Material provided
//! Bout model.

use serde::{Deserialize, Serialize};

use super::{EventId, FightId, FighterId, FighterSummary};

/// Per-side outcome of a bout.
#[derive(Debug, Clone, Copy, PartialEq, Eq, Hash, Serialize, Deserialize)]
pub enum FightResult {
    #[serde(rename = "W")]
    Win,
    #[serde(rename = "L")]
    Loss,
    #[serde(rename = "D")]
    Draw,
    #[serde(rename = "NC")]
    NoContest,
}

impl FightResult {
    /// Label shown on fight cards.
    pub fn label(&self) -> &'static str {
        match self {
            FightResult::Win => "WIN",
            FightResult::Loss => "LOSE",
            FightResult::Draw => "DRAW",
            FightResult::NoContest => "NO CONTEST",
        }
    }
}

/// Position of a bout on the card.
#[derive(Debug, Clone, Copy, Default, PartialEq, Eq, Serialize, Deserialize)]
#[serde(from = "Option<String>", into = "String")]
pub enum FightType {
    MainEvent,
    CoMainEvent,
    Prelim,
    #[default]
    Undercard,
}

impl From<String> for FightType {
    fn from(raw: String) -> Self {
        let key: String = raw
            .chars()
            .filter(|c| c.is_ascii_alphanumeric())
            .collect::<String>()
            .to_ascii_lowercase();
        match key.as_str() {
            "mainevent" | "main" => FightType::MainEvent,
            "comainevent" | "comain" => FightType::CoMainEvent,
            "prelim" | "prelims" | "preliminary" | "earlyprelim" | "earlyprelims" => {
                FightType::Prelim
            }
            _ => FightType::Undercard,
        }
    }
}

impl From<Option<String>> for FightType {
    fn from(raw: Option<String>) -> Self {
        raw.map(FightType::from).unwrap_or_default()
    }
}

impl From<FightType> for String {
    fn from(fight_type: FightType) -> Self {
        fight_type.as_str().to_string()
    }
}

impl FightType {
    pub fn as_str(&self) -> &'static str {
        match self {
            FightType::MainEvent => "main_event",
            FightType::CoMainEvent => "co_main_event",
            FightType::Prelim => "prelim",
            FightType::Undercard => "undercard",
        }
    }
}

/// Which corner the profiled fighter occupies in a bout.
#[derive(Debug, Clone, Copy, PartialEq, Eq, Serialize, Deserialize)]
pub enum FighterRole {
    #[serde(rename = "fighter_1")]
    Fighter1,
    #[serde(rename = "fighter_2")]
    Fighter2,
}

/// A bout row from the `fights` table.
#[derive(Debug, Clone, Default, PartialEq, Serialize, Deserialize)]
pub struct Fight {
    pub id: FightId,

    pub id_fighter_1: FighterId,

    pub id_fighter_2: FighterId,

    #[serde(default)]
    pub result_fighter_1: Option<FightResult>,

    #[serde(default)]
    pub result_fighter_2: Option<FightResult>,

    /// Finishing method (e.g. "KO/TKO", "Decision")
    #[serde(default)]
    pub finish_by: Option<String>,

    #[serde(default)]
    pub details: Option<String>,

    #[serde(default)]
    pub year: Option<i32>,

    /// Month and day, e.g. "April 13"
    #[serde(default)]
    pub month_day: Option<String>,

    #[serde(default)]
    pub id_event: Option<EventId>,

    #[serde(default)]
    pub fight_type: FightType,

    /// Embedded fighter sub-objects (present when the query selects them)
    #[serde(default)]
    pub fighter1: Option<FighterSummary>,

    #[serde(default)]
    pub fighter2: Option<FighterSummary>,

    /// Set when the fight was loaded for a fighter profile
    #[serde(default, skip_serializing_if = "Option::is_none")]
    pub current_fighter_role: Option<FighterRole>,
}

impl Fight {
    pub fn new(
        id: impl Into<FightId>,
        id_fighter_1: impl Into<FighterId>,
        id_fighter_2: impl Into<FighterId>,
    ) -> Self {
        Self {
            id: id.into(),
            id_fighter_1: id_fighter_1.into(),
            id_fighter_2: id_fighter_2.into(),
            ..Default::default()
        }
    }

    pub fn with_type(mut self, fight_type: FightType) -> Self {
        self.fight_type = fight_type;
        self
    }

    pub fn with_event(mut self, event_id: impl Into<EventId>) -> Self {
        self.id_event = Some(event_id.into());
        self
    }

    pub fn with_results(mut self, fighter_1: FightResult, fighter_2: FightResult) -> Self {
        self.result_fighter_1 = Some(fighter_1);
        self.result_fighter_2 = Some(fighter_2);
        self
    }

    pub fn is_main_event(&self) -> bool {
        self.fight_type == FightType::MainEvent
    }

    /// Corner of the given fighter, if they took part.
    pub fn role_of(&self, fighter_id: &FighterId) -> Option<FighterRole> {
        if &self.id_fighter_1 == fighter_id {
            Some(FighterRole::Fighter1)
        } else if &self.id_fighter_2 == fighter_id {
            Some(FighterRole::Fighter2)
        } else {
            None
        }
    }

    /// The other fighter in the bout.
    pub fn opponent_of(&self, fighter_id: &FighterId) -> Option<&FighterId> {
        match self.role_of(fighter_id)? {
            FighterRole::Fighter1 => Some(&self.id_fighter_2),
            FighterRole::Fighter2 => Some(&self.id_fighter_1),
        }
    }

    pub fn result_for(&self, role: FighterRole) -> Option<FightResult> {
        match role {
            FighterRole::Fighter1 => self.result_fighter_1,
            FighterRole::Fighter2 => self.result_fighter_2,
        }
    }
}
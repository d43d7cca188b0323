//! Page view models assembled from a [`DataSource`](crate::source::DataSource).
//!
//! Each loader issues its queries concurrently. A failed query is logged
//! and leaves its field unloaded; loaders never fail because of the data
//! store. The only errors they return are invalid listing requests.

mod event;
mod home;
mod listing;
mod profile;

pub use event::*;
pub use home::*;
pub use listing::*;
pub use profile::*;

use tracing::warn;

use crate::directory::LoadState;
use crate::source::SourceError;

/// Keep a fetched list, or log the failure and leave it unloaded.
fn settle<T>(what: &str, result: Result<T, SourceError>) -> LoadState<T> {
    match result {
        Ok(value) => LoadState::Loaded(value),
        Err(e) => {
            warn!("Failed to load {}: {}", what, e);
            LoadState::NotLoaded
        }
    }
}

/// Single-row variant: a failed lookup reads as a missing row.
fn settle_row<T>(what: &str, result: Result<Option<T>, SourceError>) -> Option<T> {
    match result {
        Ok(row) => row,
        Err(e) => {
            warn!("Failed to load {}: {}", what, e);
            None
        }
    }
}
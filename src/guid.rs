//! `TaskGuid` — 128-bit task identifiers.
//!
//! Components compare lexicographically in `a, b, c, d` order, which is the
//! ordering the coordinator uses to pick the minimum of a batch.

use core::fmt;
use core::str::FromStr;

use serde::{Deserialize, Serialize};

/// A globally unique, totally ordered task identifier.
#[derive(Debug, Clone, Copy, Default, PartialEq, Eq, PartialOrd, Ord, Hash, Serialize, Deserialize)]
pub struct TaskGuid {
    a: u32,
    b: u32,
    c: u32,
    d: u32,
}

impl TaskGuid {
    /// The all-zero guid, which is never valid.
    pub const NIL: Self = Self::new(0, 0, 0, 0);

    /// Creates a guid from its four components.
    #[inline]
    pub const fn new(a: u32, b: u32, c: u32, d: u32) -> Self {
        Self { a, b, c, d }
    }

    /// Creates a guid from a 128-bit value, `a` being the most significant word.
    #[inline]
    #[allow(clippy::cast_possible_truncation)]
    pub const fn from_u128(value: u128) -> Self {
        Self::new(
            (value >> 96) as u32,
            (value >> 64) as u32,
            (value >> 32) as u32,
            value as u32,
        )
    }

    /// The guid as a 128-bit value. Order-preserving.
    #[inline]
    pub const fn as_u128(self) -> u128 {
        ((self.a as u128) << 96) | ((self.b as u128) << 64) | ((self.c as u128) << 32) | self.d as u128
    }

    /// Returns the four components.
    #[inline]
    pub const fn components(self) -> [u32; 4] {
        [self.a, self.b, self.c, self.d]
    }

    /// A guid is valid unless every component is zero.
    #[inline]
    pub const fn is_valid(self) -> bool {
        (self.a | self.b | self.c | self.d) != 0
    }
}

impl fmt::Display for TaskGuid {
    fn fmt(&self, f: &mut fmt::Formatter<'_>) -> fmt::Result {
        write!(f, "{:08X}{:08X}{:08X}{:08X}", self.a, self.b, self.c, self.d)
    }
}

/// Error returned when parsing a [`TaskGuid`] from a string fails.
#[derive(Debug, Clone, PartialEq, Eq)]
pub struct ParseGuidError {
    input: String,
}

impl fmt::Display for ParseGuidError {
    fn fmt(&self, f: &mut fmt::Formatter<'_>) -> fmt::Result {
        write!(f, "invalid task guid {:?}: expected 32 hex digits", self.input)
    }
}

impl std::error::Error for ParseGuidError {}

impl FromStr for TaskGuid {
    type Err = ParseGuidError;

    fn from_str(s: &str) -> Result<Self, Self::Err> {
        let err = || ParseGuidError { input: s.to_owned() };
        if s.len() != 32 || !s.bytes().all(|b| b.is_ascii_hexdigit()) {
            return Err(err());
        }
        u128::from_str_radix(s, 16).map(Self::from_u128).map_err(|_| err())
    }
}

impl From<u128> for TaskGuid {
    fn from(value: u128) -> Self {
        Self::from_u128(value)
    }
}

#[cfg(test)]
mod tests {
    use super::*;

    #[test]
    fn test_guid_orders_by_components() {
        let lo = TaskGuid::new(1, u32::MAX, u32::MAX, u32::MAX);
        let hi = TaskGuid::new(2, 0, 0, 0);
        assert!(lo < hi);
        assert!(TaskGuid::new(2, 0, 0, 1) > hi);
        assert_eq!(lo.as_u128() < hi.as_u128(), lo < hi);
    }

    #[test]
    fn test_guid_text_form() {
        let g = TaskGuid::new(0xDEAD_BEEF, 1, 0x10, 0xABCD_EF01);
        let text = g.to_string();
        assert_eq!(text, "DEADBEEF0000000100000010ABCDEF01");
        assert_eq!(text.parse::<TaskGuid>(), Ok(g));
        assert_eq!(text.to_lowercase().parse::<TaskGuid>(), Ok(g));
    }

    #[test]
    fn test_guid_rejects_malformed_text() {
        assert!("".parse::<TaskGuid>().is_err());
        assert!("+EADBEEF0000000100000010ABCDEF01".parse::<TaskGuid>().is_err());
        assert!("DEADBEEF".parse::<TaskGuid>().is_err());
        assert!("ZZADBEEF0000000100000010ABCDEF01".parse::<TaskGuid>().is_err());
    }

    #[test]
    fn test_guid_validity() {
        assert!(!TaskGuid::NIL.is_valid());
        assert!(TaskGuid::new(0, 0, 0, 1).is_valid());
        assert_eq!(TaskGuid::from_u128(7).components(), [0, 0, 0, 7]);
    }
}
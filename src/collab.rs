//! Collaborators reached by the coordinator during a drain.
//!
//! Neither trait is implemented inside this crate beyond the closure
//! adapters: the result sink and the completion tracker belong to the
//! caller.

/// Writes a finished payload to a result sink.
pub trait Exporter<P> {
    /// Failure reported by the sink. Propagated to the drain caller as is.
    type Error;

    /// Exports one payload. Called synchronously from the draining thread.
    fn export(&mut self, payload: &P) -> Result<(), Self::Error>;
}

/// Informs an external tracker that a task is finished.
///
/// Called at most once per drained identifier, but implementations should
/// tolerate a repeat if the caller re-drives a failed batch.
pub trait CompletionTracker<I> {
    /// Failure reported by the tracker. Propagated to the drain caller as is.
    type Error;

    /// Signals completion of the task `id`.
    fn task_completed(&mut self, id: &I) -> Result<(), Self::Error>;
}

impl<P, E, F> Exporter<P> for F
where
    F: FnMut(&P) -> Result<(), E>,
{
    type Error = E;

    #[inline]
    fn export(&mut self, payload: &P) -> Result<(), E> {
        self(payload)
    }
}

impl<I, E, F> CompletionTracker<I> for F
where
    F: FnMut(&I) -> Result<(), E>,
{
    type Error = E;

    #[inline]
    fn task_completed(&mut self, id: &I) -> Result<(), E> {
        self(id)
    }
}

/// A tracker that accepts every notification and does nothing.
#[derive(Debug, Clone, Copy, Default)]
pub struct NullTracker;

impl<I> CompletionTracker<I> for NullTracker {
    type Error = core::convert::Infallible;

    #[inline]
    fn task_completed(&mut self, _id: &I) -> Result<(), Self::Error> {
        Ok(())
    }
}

What the task asks
Write out the lines of the entries, word for word, from the first through the one containing "pub enum FightResult", and stop at that line.

Response area
//! Bout model.

use serde::{Deserialize, Serialize};

use super::{EventId, FightId, FighterId, FighterSummary};

/// Per-side outcome of a bout.
#[derive(Debug, Clone, Copy, PartialEq, Eq, Hash, Serialize, Deserialize)]
pub enum FightResult {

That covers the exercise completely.